Collected data
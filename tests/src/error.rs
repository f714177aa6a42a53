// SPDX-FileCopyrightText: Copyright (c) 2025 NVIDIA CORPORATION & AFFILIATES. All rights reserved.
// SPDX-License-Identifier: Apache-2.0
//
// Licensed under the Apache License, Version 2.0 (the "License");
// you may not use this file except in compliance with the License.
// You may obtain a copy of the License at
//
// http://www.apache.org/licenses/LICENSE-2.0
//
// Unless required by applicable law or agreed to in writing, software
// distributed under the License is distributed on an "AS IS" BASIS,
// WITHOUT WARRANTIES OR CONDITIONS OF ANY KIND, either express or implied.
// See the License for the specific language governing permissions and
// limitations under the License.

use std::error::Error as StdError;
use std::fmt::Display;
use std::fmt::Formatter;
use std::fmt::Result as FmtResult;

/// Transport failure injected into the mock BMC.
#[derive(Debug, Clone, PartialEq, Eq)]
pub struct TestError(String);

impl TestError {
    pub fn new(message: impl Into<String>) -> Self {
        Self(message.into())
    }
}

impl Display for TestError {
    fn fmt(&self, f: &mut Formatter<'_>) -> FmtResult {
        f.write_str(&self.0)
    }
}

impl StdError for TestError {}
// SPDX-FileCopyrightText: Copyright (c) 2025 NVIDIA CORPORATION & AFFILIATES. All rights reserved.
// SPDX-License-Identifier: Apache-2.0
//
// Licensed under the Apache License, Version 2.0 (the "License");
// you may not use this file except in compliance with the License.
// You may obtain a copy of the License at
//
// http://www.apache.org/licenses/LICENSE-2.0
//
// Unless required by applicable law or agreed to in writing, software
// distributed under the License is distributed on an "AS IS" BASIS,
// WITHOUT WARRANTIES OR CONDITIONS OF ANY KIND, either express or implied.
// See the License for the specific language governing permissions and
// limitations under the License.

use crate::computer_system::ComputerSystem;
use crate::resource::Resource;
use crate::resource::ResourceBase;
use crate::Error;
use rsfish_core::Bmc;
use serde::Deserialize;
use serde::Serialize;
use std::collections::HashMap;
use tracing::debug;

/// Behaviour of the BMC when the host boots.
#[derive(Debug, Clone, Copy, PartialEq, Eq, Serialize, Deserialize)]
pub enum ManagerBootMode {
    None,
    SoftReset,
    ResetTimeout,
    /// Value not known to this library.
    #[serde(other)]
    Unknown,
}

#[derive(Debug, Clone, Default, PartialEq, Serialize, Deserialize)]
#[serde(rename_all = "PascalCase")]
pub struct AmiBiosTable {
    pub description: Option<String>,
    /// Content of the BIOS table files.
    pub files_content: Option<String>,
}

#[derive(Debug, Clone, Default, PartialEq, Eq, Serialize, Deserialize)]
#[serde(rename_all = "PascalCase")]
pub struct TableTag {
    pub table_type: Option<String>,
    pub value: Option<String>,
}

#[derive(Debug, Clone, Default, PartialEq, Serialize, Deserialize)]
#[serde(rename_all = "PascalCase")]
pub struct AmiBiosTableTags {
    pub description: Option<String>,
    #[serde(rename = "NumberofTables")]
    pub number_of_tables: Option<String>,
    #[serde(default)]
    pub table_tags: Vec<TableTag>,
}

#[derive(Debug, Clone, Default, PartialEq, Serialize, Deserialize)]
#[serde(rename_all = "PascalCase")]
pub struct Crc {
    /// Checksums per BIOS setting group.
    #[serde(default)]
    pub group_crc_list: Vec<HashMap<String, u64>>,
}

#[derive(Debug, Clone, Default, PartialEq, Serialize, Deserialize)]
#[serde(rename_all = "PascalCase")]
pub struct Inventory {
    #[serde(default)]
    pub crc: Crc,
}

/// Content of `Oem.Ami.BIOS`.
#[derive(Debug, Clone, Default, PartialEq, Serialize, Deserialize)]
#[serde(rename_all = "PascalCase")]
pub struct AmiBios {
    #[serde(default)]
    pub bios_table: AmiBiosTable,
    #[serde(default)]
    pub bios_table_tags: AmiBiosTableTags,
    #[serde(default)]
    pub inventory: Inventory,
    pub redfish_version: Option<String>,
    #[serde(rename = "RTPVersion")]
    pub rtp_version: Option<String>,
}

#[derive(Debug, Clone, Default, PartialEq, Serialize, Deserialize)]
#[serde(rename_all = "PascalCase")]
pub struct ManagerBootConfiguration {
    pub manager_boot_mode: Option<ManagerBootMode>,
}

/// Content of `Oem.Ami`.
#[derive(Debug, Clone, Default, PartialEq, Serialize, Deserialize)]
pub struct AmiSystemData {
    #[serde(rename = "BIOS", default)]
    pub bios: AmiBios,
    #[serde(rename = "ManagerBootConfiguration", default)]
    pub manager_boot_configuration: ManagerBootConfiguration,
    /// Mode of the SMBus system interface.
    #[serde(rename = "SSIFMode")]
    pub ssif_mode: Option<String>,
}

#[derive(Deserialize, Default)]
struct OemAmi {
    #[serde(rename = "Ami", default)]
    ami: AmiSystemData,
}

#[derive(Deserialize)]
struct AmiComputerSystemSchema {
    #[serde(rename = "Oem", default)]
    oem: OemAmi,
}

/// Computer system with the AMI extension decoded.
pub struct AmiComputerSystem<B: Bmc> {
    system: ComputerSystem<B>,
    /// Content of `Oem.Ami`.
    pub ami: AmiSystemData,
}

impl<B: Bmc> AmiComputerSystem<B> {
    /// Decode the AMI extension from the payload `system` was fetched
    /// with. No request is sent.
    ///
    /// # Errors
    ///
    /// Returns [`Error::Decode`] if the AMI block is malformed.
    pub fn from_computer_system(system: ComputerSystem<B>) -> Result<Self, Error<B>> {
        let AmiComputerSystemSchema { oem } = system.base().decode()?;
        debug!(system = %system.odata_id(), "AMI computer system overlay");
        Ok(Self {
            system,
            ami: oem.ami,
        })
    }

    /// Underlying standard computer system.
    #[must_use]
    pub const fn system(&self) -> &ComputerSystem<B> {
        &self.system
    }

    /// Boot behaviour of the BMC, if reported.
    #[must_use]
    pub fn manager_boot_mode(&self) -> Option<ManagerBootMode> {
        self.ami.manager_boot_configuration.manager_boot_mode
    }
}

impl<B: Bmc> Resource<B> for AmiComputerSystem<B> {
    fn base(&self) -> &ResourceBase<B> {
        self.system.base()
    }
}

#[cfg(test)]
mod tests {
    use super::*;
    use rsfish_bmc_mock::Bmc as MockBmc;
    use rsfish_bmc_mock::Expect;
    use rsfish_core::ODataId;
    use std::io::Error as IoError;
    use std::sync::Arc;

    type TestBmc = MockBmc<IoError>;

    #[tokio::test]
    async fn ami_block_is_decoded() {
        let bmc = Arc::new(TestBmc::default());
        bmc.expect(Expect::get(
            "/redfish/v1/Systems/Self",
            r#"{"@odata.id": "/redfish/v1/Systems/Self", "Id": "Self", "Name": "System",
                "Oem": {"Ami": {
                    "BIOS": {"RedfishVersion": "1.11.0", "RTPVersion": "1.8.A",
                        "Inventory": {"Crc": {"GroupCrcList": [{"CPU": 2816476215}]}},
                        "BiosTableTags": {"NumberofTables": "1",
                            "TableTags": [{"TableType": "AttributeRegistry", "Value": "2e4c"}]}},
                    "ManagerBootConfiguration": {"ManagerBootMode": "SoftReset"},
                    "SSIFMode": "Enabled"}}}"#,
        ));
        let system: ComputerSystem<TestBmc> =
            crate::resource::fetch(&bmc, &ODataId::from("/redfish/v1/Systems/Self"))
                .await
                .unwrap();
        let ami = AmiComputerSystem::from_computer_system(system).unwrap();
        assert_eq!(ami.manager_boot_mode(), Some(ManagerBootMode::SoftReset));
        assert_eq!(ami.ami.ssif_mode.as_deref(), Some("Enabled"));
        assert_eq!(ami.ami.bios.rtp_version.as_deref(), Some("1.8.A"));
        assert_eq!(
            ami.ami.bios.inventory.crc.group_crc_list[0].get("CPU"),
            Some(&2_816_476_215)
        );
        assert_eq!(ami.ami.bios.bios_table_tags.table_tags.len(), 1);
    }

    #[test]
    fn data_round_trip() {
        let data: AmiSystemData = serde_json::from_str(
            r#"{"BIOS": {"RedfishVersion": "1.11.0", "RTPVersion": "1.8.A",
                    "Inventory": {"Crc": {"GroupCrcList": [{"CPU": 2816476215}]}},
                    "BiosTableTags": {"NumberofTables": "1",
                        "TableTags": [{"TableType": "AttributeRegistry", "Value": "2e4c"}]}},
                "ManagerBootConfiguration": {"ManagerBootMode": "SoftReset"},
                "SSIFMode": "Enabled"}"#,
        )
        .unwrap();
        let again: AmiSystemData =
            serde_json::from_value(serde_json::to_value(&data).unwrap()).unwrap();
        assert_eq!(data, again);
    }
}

--

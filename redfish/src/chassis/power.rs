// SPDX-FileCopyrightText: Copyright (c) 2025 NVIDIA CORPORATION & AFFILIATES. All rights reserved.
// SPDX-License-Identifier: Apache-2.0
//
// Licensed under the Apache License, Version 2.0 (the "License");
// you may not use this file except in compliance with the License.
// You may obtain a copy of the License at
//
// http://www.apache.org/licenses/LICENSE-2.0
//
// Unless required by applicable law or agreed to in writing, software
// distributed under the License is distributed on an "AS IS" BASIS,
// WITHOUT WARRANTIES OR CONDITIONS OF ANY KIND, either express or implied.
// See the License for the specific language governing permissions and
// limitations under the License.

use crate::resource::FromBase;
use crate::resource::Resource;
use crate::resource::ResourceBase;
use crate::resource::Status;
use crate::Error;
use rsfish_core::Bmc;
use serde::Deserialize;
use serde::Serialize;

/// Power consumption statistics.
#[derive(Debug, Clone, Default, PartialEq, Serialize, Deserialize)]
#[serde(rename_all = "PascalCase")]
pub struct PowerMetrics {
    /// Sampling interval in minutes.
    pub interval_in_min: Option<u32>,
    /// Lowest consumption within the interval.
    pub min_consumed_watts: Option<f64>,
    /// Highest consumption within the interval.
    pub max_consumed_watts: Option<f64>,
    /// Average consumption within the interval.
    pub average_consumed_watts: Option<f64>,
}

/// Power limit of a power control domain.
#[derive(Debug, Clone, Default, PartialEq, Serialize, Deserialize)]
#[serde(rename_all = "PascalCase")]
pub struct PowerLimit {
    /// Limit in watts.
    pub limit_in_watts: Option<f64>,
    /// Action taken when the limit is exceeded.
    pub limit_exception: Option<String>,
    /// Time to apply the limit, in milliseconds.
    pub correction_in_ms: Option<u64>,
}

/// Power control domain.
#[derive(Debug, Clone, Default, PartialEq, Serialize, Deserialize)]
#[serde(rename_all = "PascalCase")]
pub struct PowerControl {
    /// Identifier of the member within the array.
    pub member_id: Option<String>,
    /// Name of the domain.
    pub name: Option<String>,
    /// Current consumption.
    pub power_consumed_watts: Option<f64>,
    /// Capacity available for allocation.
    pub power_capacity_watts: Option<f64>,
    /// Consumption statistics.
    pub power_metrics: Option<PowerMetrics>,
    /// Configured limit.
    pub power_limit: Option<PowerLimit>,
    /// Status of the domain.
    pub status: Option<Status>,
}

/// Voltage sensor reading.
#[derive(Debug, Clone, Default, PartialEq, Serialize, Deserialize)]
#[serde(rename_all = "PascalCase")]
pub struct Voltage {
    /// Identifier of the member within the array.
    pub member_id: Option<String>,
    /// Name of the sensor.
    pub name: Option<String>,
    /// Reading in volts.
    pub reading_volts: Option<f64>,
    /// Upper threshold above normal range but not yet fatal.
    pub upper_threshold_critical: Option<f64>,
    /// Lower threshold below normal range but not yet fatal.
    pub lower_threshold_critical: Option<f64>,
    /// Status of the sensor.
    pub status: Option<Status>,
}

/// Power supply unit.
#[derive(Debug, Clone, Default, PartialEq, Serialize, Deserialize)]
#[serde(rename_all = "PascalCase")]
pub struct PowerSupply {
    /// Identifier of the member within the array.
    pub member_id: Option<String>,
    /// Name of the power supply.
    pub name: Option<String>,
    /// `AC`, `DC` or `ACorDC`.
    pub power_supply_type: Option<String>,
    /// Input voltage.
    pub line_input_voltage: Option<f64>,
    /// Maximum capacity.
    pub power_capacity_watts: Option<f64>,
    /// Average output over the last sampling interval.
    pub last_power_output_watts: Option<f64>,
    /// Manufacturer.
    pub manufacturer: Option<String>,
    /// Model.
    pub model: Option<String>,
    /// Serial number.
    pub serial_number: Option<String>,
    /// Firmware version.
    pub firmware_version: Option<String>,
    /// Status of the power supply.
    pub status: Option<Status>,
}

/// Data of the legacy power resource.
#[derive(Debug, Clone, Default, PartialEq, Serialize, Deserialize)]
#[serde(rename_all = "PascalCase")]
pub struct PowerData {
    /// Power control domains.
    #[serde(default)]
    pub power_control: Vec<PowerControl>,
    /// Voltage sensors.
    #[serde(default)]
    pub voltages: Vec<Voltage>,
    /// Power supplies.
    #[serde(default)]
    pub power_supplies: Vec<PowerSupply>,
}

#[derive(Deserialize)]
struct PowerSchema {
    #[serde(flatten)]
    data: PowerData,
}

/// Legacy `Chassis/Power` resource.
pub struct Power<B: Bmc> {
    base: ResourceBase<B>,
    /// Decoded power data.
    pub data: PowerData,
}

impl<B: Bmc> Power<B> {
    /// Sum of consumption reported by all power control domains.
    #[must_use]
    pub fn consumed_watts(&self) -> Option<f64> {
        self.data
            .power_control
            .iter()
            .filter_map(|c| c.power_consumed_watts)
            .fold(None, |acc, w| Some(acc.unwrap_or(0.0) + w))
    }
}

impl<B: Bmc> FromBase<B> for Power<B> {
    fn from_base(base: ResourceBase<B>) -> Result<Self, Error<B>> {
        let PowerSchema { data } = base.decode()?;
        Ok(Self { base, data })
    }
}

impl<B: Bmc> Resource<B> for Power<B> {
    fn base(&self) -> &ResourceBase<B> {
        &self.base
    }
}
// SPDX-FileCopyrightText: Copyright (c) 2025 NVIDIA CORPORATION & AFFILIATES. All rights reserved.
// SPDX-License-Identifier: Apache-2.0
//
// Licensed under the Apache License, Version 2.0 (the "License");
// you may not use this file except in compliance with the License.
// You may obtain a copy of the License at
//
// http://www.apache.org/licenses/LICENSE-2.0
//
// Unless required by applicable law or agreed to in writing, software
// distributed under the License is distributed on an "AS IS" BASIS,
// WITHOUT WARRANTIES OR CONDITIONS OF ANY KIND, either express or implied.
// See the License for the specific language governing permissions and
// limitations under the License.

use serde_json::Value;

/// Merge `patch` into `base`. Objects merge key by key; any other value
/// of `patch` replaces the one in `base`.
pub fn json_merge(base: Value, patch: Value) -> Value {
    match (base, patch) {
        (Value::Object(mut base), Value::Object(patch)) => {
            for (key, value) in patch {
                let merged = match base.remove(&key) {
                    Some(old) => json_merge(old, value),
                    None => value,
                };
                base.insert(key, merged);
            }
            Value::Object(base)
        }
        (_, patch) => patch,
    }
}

---

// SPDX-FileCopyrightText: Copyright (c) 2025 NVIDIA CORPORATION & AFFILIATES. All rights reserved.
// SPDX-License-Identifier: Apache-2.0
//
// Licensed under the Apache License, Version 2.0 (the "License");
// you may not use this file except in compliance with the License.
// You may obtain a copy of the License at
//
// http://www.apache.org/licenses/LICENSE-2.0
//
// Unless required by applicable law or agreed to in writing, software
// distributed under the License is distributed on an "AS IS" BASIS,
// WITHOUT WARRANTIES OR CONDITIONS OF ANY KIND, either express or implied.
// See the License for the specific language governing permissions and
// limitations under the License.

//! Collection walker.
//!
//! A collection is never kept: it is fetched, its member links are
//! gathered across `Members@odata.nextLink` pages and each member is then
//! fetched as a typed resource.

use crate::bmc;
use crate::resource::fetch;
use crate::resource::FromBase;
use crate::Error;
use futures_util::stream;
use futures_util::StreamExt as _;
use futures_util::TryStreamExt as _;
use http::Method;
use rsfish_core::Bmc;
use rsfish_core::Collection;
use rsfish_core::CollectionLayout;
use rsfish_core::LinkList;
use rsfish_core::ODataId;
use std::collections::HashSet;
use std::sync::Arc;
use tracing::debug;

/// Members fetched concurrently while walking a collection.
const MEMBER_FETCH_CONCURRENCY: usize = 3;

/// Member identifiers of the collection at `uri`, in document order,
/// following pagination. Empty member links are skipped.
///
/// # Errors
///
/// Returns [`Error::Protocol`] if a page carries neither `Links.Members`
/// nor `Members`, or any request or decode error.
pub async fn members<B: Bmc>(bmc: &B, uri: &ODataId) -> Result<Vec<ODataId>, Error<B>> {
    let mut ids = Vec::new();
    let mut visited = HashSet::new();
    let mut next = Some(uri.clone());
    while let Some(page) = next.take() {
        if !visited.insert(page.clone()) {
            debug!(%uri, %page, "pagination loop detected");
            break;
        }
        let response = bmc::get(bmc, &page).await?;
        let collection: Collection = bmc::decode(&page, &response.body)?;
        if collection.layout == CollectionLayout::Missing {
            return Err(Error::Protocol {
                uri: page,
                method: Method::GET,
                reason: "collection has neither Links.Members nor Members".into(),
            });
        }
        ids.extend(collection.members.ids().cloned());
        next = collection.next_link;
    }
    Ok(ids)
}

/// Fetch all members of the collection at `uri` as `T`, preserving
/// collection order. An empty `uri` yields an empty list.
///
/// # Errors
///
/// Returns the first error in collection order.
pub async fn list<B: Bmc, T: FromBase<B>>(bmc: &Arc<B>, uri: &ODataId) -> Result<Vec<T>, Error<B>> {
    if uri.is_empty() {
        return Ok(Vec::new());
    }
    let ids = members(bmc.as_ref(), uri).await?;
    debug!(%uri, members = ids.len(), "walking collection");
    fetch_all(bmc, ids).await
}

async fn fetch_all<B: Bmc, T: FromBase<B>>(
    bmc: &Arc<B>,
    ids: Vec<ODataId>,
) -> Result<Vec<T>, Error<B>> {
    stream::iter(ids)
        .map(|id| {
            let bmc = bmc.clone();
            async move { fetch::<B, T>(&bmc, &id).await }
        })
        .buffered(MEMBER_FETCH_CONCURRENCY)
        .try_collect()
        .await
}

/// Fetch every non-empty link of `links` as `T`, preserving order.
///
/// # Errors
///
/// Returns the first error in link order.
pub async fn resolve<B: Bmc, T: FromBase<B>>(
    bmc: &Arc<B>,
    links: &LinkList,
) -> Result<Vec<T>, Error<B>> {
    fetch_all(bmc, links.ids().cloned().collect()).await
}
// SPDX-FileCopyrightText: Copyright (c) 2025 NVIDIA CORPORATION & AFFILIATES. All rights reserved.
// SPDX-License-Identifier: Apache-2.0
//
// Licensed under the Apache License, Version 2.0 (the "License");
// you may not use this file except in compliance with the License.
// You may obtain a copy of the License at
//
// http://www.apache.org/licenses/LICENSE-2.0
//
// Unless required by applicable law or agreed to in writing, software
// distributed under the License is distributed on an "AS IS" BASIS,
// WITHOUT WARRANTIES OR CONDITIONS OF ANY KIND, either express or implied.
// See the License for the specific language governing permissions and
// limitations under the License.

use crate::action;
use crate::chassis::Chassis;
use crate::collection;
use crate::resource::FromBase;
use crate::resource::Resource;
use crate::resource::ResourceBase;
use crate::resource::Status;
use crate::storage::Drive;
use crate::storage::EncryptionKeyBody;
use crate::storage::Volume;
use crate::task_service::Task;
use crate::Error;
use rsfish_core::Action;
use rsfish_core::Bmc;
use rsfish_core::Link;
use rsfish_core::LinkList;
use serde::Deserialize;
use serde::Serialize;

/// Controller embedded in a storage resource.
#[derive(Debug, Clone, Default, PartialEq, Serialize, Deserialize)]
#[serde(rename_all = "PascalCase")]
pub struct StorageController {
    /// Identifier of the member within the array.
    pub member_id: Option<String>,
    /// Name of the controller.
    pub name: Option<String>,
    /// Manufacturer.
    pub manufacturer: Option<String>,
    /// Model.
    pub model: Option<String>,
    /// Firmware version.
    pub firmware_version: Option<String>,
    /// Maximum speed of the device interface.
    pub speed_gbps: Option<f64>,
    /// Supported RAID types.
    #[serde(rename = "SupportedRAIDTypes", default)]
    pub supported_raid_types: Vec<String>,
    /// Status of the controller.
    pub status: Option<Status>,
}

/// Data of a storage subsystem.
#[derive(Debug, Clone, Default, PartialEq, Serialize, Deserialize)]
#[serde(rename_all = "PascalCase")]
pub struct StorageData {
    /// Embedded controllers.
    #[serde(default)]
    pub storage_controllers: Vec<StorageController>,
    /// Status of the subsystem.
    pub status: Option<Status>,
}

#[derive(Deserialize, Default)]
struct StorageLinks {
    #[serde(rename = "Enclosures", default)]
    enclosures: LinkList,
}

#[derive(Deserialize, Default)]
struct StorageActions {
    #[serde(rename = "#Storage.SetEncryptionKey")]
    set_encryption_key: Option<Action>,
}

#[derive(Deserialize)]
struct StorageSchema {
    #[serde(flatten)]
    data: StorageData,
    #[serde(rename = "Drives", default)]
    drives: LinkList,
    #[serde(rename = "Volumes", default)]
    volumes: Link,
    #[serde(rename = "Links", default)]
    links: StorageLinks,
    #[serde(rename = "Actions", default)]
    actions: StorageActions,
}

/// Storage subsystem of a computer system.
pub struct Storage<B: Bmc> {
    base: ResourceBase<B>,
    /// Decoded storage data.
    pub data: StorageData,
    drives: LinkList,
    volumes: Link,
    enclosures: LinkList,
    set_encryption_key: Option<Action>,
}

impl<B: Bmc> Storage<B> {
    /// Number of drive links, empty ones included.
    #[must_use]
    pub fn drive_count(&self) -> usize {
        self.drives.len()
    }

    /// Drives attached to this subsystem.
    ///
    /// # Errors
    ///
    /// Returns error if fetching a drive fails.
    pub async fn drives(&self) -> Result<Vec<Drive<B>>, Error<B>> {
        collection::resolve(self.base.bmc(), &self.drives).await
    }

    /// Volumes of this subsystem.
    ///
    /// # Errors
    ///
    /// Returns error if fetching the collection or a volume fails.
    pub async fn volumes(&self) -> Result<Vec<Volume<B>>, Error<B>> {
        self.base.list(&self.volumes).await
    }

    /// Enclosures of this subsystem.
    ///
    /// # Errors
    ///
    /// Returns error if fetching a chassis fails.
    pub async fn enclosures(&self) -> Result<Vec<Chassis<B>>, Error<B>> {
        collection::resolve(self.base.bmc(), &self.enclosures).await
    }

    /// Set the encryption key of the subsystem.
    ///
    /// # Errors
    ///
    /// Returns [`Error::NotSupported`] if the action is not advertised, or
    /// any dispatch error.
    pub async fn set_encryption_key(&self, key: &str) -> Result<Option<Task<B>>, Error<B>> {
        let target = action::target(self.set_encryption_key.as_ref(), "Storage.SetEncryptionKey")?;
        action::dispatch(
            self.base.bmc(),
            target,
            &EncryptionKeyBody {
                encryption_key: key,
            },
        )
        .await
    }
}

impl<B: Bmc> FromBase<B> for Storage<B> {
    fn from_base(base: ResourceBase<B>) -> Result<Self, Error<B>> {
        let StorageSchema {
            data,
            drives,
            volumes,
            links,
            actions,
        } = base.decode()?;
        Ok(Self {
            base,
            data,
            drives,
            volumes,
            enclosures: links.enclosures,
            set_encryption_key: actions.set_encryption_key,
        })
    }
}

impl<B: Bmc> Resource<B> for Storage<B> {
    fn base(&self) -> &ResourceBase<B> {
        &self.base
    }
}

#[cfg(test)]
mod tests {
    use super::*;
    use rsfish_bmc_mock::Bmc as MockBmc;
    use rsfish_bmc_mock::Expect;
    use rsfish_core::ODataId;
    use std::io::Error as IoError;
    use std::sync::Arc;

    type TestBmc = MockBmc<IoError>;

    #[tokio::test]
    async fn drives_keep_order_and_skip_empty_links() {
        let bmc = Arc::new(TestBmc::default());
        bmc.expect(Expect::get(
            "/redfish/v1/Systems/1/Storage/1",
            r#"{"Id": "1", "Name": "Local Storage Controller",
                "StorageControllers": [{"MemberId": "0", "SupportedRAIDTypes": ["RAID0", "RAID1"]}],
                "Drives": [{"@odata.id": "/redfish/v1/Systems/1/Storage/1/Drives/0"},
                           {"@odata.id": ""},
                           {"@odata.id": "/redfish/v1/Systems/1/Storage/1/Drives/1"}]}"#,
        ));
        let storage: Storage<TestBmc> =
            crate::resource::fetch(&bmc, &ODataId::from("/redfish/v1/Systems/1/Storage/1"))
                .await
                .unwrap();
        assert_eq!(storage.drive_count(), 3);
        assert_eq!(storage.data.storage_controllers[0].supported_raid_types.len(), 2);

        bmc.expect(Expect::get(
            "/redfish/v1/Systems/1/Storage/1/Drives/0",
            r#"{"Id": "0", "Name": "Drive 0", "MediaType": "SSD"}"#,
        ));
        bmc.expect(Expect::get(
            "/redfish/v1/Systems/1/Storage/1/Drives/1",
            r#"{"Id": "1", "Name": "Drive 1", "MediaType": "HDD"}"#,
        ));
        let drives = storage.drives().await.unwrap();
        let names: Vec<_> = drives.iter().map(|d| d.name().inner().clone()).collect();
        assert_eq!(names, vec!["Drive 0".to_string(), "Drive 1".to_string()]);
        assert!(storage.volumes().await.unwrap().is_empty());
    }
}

- [Exercise objective]: Word for word, restate the lines of the data above that fall between the line holding "Voltage sensor reading." and the line holding "Name of the sensor.", inclusive, and no other lines.

- [Expected answer]:
/// Voltage sensor reading.
#[derive(Debug, Clone, Default, PartialEq, Serialize, Deserialize)]
#[serde(rename_all = "PascalCase")]
pub struct Voltage {
    /// Identifier of the member within the array.
    pub member_id: Option<String>,
    /// Name of the sensor.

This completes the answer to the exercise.